So I cruised ahead as planned and made Simplicity 4700. This is a pattern from my mom's stash that has always fascinated me. Over the years, I've looked at it numerous times and thought about making it. Recently, I ran into this design for sale here and got to see what it looks like made-up, for the first time. So, I pulled out my mom's pattern and traced the pieces off. I hadn't remembered that the instructions were missing. So, I scrutinized the images of the hat, trying to determine the construction method. I thought that it had an inverted box pleat at the back. So, I contacted Lauren at Wearing History and inquired after the directions. She directed me to the pattern on her site and I ordered it (and the 30's Toppers, too!) so I could have at the directions and stash away my mom's delicate copy.

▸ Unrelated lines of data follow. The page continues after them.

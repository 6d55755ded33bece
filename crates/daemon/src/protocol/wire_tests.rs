// SPDX-License-Identifier: BUSL-1.1
// Copyright (c) 2026 Alfred Jean LLC

use std::time::Duration;

use tokio::io::BufReader;

use super::*;

#[tokio::test]
async fn reads_one_request_per_line() {
    let input = b"{\"cmd\":\"ping\"}\n{\"cmd\":\"list\"}\n".to_vec();
    let mut reader = BufReader::new(&input[..]);
    let first = read_request(&mut reader, Duration::from_secs(1)).await.unwrap();
    assert_eq!(first, Request::Ping);
    let second = read_request(&mut reader, Duration::from_secs(1)).await.unwrap();
    assert_eq!(second, Request::List);
}

#[tokio::test]
async fn empty_input_reports_connection_closed() {
    let input: Vec<u8> = Vec::new();
    let mut reader = BufReader::new(&input[..]);
    let err = read_request(&mut reader, Duration::from_secs(1)).await.unwrap_err();
    assert!(matches!(err, ProtocolError::ConnectionClosed));
}

#[tokio::test]
async fn malformed_json_is_reported_without_consuming_the_next_line() {
    let input = b"not json\n{\"cmd\":\"ping\"}\n".to_vec();
    let mut reader = BufReader::new(&input[..]);
    let err = read_request(&mut reader, Duration::from_secs(1)).await.unwrap_err();
    assert!(matches!(err, ProtocolError::Json(_)));
    let next = read_request(&mut reader, Duration::from_secs(1)).await.unwrap();
    assert_eq!(next, Request::Ping);
}

#[tokio::test]
async fn write_response_appends_a_single_newline() {
    let mut buf: Vec<u8> = Vec::new();
    write_response(&mut buf, &Response::ok_empty(), Duration::from_secs(1)).await.unwrap();
    assert_eq!(buf, b"{\"ok\":true}\n");
}
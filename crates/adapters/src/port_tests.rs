// SPDX-License-Identifier: BUSL-1.1
// Copyright (c) 2026 Alfred Jean LLC

use super::*;

#[tokio::test]
async fn free_port_on_an_unused_port_does_not_panic() {
    // Port 0 never has a real listener; this only exercises the
    // no-listener path of whichever platform branch runs in CI.
    SystemPortFreer.free_port(1).await;
}
// SPDX-License-Identifier: BUSL-1.1
// Copyright (c) 2026 Alfred Jean LLC

//! Resolves the same paths `zpmd` resolves from the environment, without
//! linking against its `config` module (which isn't part of the daemon
//! crate's public surface — only `protocol` is).

use std::path::PathBuf;

const DEFAULT_NAMESPACE: &str = "zuz-pm";

fn namespace() -> String {
    std::env::var("ZPM_NAMESPACE").unwrap_or_else(|_| DEFAULT_NAMESPACE.to_string())
}

fn state_root() -> PathBuf {
    if let Ok(dir) = std::env::var("ZPM_STATE_DIR") {
        return PathBuf::from(dir);
    }
    dirs::home_dir().unwrap_or_else(std::env::temp_dir).join(".zpm")
}

fn tmp_root() -> PathBuf {
    if let Ok(dir) = std::env::var("ZPM_STATE_DIR") {
        return PathBuf::from(dir);
    }
    std::env::temp_dir()
}

pub fn socket_path() -> PathBuf {
    tmp_root().join(format!("{}.sock", namespace()))
}

pub fn pid_path() -> PathBuf {
    tmp_root().join(format!("{}.pid", namespace()))
}

pub fn log_dir() -> PathBuf {
    state_root().join("logs")
}

pub fn daemon_log_path() -> PathBuf {
    log_dir().join("zpmd.log")
}

/// Override for the `zpmd` binary path, for tests and packaging layouts
/// where it isn't a sibling of `zpm`.
pub fn daemon_binary_override() -> Option<String> {
    std::env::var("ZPM_DAEMON_BIN").ok()
}

/// Whether the daemon should be started in dev mode (inherited stdio) or
/// production mode (stdio discarded, stdout/stderr logged to a file).
pub fn is_dev_mode() -> bool {
    std::env::var("NODE_ENV").map(|v| v != "production").unwrap_or(true)
}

Generally speaking, I don't leave much of anything alone, when I am supposed to be following directions. After I had traced this pattern off and looked at the photos of it online, I decided that the brim was probably much too large and scaled it down. I decided to do away with the gathering at the sides and I considered making the false front more narrow. For whatever reason, I left that alone. I also lengthened the tails of the scarf by a couple of inches and rounded out the angular hems. So, when the directions arrived, I was ready to put this thing together.
I am very glad I picked up the directions. It is only three pieces, but, the construction is not that intuitive. Now that I've put it together once, it really wasn't hard. But, the scarf attachment at the edge of the brim is really quite ingenious and not exactly what I thought it was, judging by the images. The notions list calls for tailors' canvas. I used a regular medium weight cotton canvas from JoAnn Fabrics and that worked fine. I also employed techniques that are commonly used in modern baseball hat construction. I stitched the canvas and the underside of the brim together in concentric rings, then attached the upper brim fabric right sides together, trimmed close to the stitching, then turned it, favoring the upper edge. I assembled the upper front in the same manner.

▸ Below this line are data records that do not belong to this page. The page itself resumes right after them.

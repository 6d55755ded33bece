// SPDX-License-Identifier: BUSL-1.1
// Copyright (c) 2026 Alfred Jean LLC

//! Daemon startup and shutdown: lock acquisition, adapter wiring, snapshot
//! restore, and the matching teardown on the way out.

use std::fs::{self, OpenOptions};
use std::io::Write;
use std::path::PathBuf;
use std::sync::Arc;

use fs2::FileExt;
use thiserror::Error;
use tracing::{info, warn};

use zpm_adapters::{RecommendedFileWatcher, SystemPortFreer, SystemTerminator, SystemUsageReader};
use zpm_storage::SnapshotStore;

use crate::config::Config;
use crate::control_server::ControlServer;
use crate::supervisor::Supervisor;

#[derive(Debug, Error)]
pub enum LifecycleError {
    #[error("failed to acquire lock at {0}: is another zpmd already running?")]
    LockFailed(PathBuf),
    #[error("failed to bind control socket at {0}: {1}")]
    BindFailed(PathBuf, #[source] std::io::Error),
    #[error("snapshot error: {0}")]
    Snapshot(#[from] zpm_storage::SnapshotError),
    #[error("io error: {0}")]
    Io(#[from] std::io::Error),
}

/// Everything kept alive for the lifetime of the process. The lock file
/// handle is never read after startup; it exists purely to hold the
/// exclusive lock until drop.
pub struct DaemonState {
    pub config: Config,
    #[allow(dead_code)]
    lock_file: std::fs::File,
    pub supervisor: Arc<Supervisor>,
}

/// Acquire the lock, wire the adapters, restore any snapshot, and bind the
/// control socket. On any failure after the lock is held, known-created
/// files are removed so the next attempt starts clean; a lock failure
/// itself leaves everything alone, since those files belong to whichever
/// daemon is still running.
pub async fn startup(config: Config) -> Result<(DaemonState, ControlServer), LifecycleError> {
    match startup_inner(config.clone()).await {
        Ok(result) => Ok(result),
        Err(err) => {
            if !matches!(err, LifecycleError::LockFailed(_)) {
                cleanup_on_failure(&config);
            }
            Err(err)
        }
    }
}

async fn startup_inner(config: Config) -> Result<(DaemonState, ControlServer), LifecycleError> {
    fs::create_dir_all(&config.state_dir)?;
    fs::create_dir_all(&config.log_dir)?;
    if let Some(parent) = config.socket_path.parent() {
        fs::create_dir_all(parent)?;
    }

    // Open (not truncate) so a losing contender never wipes the winner's
    // pid before discovering the lock is held.
    let lock_file = OpenOptions::new().write(true).create(true).truncate(false).open(&config.pid_path)?;
    lock_file
        .try_lock_exclusive()
        .map_err(|_| LifecycleError::LockFailed(config.pid_path.clone()))?;
    let mut lock_file = lock_file;
    lock_file.set_len(0)?;
    writeln!(lock_file, "{}", std::process::id())?;

    let snapshot = SnapshotStore::new(config.snapshot_path.clone());
    let supervisor = Supervisor::new(
        snapshot,
        Arc::new(SystemTerminator),
        Arc::new(SystemPortFreer),
        Arc::new(RecommendedFileWatcher),
        Arc::new(SystemUsageReader::new()),
    );

    let restored = supervisor.restore_from_snapshot().await?;
    info!(restored, "restored workers from snapshot");

    let control_server = ControlServer::bind(&config.socket_path, Arc::clone(&supervisor))
        .map_err(|err| LifecycleError::BindFailed(config.socket_path.clone(), err))?;

    Ok((DaemonState { config, lock_file, supervisor }, control_server))
}

impl DaemonState {
    /// Stop every worker, persist a final snapshot, and remove the files
    /// this process owns. The lock itself is released when `lock_file`
    /// drops at the end of `main`.
    pub async fn shutdown(&self, stop_timeout: std::time::Duration) {
        info!("shutting down");
        self.supervisor.stop_all(stop_timeout).await;

        let configs = self.supervisor.get_store().into_iter().map(|r| r.config).collect::<Vec<_>>();
        let snapshot = SnapshotStore::new(self.config.snapshot_path.clone());
        if let Err(err) = snapshot.save(&configs) {
            warn!(%err, "failed to save final snapshot on shutdown");
        }

        if self.config.socket_path.exists() {
            if let Err(err) = fs::remove_file(&self.config.socket_path) {
                warn!(%err, "failed to remove control socket on shutdown");
            }
        }
        if self.config.pid_path.exists() {
            if let Err(err) = fs::remove_file(&self.config.pid_path) {
                warn!(%err, "failed to remove pid file on shutdown");
            }
        }
        info!("shutdown complete");
    }
}

fn cleanup_on_failure(config: &Config) {
    if config.socket_path.exists() {
        let _ = fs::remove_file(&config.socket_path);
    }
    if config.pid_path.exists() {
        let _ = fs::remove_file(&config.pid_path);
    }
}
// SPDX-License-Identifier: BUSL-1.1
// Copyright (c) 2026 Alfred Jean LLC

//! Starting, stopping, and probing the `zpmd` daemon process from the CLI
//! side of the control socket.

use std::path::PathBuf;
use std::process::{Command, Stdio};
use std::time::{Duration, Instant};

use crate::client::ClientError;
use crate::env;

/// Spawn `zpmd` detached. In dev mode stdio is inherited so the operator
/// sees startup output directly; in production it's redirected to the log
/// file so the parent terminal can close without taking the daemon with it.
pub fn start_daemon_background() -> Result<std::process::Child, ClientError> {
    let binary = find_daemon_binary()?;
    let dev_mode = env::is_dev_mode();

    let mut command = Command::new(&binary);
    command.stdin(Stdio::null());

    if dev_mode {
        command.stdout(Stdio::inherit()).stderr(Stdio::inherit());
    } else {
        std::fs::create_dir_all(env::log_dir()).map_err(ClientError::Io)?;
        let log = std::fs::OpenOptions::new()
            .create(true)
            .append(true)
            .open(env::daemon_log_path())
            .map_err(ClientError::Io)?;
        let log_err = log.try_clone().map_err(ClientError::Io)?;
        command.stdout(log).stderr(log_err);
    }

    command.spawn().map_err(|err| ClientError::DaemonStartFailed(err.to_string()))
}

/// Locate the `zpmd` binary: an explicit override, then a sibling of the
/// running `zpm` executable, then fall back to `$PATH` lookup.
fn find_daemon_binary() -> Result<PathBuf, ClientError> {
    if let Some(path) = env::daemon_binary_override() {
        return Ok(PathBuf::from(path));
    }

    if let Ok(exe) = std::env::current_exe() {
        if let Some(dir) = exe.parent() {
            let sibling = dir.join("zpmd");
            if sibling.exists() {
                return Ok(sibling);
            }
        }
    }

    Ok(PathBuf::from("zpmd"))
}

/// Wait for the daemon's control socket to start accepting connections,
/// bailing out early if the child process exits first (startup failure).
pub async fn connect_with_retry(
    timeout: Duration,
    mut child: std::process::Child,
) -> Result<(), ClientError> {
    let start = Instant::now();
    while start.elapsed() < timeout {
        if let Ok(Some(status)) = child.try_wait() {
            return Err(ClientError::DaemonStartFailed(format!("zpmd exited with {status}")));
        }
        if probe_socket() {
            return Ok(());
        }
        tokio::time::sleep(Duration::from_millis(200)).await;
    }
    Err(ClientError::DaemonStartTimeout)
}

/// Probe whether the control socket is accepting connections.
pub fn probe_socket() -> bool {
    std::os::unix::net::UnixStream::connect(env::socket_path()).is_ok()
}

/// Remove a stale socket/pid pair left behind by a daemon that exited
/// without cleaning up after itself.
pub fn cleanup_stale_socket() {
    let socket_path = env::socket_path();
    let pid_path = env::pid_path();

    let stale = match read_daemon_pid() {
        Some(pid) => !process_exists(pid),
        None => true,
    };

    if stale {
        let _ = std::fs::remove_file(&socket_path);
        let _ = std::fs::remove_file(&pid_path);
    }
}

/// Read the daemon's PID from its PID file, if present and parseable.
pub fn read_daemon_pid() -> Option<u32> {
    std::fs::read_to_string(env::pid_path()).ok()?.trim().parse().ok()
}

#[cfg(unix)]
pub fn process_exists(pid: u32) -> bool {
    use nix::sys::signal;
    use nix::unistd::Pid;

    signal::kill(Pid::from_raw(pid as i32), None).is_ok()
}

#[cfg(not(unix))]
pub fn process_exists(_pid: u32) -> bool {
    false
}

/// Send the daemon a soft-terminate signal and remove its PID file. Does
/// not wait for the process to actually exit.
#[cfg(unix)]
pub fn kill_daemon(pid: u32) -> Result<(), ClientError> {
    use nix::sys::signal::{self, Signal};
    use nix::unistd::Pid;

    signal::kill(Pid::from_raw(pid as i32), Signal::SIGTERM).map_err(|err| ClientError::Io(err.into()))?;
    let _ = std::fs::remove_file(env::pid_path());
    Ok(())
}

#[cfg(not(unix))]
pub fn kill_daemon(_pid: u32) -> Result<(), ClientError> {
    Err(ClientError::DaemonNotRunning)
}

This pattern was designed to be cut from either purchased fabric or a 24"x24" bandana. I am sure it appeared most commonly in the bandana form and would look a heck of a lot better in that than this wacko fabric I chose. But, the Monopoly fabric is 100% cotton, has the lighter weight I was after and it was a piece that I wouldn't have cried over if this didn't turn out. I wore it a bit at work yesterday, just to give my coworkers a laugh. The giant "false storefront" effect is too much! So, I am going to tinker with this pattern a bit more. I plan on changing the size and shape of both the upper and lower brim and fiddling with the scarf a bit more, too. I've got some rayon challis I'd like to work this up in. Not only would the lighter fabric be nice, but, historically a good choice as well. Synthetics were booming in the 40s; the war had made silk a scarce commodity. I feel a new era of Scarf Cult coming on!
Pictured here is my 1905 Singer. It was manufactured in Elizabeth, NJ on October 2nd, 1905 and it just had a birthday! If you have an older Singer machine that you would like dated, just send the serial number to email@example.com and they will tell you all about it.
Buster was my coach as I worked on this project. He was so thoughtful to remind me to take breaks while I worked. It was very kind of him to sacrifice his own comfort for lap sitting, belly rubs and ear scratching so that I would not become fatigued. Now I must move on to new sweaters for the boys. I just looked up and it is snowing!
More photos are here.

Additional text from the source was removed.